↓
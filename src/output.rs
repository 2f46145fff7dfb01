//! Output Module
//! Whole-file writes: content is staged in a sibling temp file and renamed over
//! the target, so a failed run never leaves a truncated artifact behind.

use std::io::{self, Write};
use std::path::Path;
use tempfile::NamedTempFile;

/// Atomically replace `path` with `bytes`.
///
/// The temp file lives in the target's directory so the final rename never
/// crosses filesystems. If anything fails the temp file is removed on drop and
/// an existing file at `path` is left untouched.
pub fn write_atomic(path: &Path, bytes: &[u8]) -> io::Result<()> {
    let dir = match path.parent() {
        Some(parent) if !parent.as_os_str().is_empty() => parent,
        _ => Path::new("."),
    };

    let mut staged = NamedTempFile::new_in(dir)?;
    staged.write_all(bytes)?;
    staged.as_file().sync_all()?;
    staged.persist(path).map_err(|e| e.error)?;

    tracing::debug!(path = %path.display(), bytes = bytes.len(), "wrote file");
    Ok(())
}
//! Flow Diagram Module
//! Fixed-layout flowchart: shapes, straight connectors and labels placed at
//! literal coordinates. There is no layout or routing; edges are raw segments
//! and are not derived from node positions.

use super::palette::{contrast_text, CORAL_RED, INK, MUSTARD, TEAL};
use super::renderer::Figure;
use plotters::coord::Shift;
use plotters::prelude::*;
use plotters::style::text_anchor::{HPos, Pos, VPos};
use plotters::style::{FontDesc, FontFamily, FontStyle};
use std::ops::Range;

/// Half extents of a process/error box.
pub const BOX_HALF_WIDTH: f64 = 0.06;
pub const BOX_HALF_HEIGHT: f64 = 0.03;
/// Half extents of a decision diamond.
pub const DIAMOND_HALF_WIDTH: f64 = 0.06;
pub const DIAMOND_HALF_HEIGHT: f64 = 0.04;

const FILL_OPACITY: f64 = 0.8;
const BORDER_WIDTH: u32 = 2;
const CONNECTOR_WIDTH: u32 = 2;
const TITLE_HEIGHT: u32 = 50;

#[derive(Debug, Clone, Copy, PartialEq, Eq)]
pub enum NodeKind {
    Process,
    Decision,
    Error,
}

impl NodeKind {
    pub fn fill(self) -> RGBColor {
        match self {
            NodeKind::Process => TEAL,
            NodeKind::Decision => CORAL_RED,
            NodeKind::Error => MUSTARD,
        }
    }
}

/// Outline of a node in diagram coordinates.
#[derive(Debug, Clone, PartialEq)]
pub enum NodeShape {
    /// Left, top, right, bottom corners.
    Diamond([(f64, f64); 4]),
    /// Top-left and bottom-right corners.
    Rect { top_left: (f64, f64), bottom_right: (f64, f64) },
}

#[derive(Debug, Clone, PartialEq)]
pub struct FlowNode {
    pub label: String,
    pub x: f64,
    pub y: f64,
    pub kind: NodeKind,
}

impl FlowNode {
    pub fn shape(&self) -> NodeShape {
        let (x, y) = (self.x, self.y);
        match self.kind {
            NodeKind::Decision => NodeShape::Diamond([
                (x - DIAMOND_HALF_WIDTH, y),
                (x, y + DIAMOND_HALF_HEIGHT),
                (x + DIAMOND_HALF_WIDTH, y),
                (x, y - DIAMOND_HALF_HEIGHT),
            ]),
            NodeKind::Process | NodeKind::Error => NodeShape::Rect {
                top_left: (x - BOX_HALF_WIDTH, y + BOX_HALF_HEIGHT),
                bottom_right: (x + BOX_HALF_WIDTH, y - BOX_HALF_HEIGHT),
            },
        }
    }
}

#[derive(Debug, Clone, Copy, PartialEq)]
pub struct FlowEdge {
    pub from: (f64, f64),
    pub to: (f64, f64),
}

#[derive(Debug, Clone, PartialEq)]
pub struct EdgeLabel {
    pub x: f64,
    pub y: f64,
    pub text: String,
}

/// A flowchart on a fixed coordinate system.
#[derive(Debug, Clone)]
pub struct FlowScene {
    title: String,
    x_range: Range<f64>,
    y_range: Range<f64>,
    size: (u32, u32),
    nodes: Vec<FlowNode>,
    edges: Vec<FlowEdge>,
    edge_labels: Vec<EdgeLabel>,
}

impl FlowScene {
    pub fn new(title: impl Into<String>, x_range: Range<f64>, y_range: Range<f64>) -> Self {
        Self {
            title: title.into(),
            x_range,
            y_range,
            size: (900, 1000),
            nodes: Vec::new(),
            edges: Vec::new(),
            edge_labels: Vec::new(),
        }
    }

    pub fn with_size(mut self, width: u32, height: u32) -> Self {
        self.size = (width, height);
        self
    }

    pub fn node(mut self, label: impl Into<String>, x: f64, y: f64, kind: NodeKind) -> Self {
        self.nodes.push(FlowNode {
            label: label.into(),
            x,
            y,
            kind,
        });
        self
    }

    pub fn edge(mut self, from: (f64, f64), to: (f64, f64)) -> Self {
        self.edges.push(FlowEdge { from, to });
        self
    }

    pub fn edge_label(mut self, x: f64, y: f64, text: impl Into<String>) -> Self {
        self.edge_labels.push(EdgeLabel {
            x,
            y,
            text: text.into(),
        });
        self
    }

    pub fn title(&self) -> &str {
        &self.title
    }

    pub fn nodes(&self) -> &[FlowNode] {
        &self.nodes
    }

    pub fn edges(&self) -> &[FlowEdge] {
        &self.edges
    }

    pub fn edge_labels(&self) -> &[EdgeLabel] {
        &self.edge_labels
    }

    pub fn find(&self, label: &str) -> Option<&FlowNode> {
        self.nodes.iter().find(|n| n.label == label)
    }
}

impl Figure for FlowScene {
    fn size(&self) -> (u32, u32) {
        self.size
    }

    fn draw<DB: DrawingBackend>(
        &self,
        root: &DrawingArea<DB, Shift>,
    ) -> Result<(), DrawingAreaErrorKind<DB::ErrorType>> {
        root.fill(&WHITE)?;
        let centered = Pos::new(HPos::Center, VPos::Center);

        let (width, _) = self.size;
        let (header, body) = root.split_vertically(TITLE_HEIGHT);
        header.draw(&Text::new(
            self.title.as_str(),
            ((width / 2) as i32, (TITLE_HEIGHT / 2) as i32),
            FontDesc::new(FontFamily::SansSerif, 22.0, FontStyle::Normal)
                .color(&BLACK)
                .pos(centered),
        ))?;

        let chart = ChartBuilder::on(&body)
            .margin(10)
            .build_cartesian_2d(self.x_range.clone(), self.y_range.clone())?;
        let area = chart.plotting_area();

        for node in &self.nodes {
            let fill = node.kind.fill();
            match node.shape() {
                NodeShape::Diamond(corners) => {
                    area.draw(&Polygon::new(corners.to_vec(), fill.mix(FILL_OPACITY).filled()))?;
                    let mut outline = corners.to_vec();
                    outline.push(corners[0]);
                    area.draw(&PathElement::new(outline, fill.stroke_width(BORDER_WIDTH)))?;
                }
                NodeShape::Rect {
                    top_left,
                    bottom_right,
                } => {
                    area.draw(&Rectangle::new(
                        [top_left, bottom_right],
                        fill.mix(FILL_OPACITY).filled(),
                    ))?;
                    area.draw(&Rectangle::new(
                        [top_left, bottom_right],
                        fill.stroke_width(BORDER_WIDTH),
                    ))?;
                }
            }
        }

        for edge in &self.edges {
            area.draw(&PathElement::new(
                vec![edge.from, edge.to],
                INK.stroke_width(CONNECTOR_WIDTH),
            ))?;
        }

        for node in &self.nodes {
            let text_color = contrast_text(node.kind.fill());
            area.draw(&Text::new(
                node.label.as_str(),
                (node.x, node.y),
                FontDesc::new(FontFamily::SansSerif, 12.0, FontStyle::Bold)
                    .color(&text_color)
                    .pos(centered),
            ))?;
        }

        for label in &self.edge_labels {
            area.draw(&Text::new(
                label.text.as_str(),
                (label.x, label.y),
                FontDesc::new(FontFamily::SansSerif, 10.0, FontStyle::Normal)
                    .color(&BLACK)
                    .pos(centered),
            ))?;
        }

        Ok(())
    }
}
↑
↓
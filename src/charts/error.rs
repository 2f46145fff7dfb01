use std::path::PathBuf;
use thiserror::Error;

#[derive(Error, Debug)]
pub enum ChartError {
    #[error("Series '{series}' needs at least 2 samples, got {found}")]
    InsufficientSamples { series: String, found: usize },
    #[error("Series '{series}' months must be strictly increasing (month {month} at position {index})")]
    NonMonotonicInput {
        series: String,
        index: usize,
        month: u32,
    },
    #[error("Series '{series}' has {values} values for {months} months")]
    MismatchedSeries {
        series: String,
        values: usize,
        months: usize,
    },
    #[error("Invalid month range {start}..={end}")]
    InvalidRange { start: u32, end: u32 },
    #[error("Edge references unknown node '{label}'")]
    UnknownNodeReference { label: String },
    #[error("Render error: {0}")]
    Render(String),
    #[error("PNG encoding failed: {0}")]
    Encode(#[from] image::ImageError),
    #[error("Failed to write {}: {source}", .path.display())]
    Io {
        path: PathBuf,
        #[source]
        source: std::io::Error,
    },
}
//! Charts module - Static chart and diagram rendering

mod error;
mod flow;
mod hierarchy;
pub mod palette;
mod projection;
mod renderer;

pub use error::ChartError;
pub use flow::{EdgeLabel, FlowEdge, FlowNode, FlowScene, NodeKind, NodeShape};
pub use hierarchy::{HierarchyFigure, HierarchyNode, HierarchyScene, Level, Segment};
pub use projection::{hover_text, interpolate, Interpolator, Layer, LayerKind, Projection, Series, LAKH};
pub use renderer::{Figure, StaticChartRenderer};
↑
↓
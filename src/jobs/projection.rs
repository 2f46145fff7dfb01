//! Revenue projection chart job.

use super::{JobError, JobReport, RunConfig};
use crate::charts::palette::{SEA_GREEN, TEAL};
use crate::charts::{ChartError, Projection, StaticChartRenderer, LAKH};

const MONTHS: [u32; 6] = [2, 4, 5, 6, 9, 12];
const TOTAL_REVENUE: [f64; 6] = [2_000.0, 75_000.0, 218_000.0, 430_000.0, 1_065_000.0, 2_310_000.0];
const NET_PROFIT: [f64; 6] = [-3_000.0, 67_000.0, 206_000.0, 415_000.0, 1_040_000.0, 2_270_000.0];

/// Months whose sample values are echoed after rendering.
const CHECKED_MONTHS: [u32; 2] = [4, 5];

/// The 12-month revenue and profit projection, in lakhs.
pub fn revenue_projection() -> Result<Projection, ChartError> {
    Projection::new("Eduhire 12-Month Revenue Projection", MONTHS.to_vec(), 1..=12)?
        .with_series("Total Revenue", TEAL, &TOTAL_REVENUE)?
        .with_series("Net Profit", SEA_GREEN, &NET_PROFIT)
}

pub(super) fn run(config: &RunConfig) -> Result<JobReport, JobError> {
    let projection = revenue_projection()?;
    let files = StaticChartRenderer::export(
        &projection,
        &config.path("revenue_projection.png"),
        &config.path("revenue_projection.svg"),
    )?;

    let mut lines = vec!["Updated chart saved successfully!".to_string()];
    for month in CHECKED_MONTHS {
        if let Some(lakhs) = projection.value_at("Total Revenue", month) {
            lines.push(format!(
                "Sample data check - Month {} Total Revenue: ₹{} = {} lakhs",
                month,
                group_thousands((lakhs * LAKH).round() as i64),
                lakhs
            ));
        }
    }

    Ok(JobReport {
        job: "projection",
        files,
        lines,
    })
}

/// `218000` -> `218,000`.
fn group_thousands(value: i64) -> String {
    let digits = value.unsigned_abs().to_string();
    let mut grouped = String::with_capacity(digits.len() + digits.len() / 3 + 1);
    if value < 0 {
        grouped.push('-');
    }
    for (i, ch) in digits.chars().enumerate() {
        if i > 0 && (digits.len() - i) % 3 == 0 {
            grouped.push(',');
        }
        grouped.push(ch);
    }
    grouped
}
↑
● Exercise description: Select, from the listing, all lines that include the word "impl".

● Expected answer:
impl NodeKind {
impl FlowNode {
impl FlowScene {
    pub fn new(title: impl Into<String>, x_range: Range<f64>, y_range: Range<f64>) -> Self {
    pub fn node(mut self, label: impl Into<String>, x: f64, y: f64, kind: NodeKind) -> Self {
    pub fn edge_label(mut self, x: f64, y: f64, text: impl Into<String>) -> Self {
impl Figure for FlowScene {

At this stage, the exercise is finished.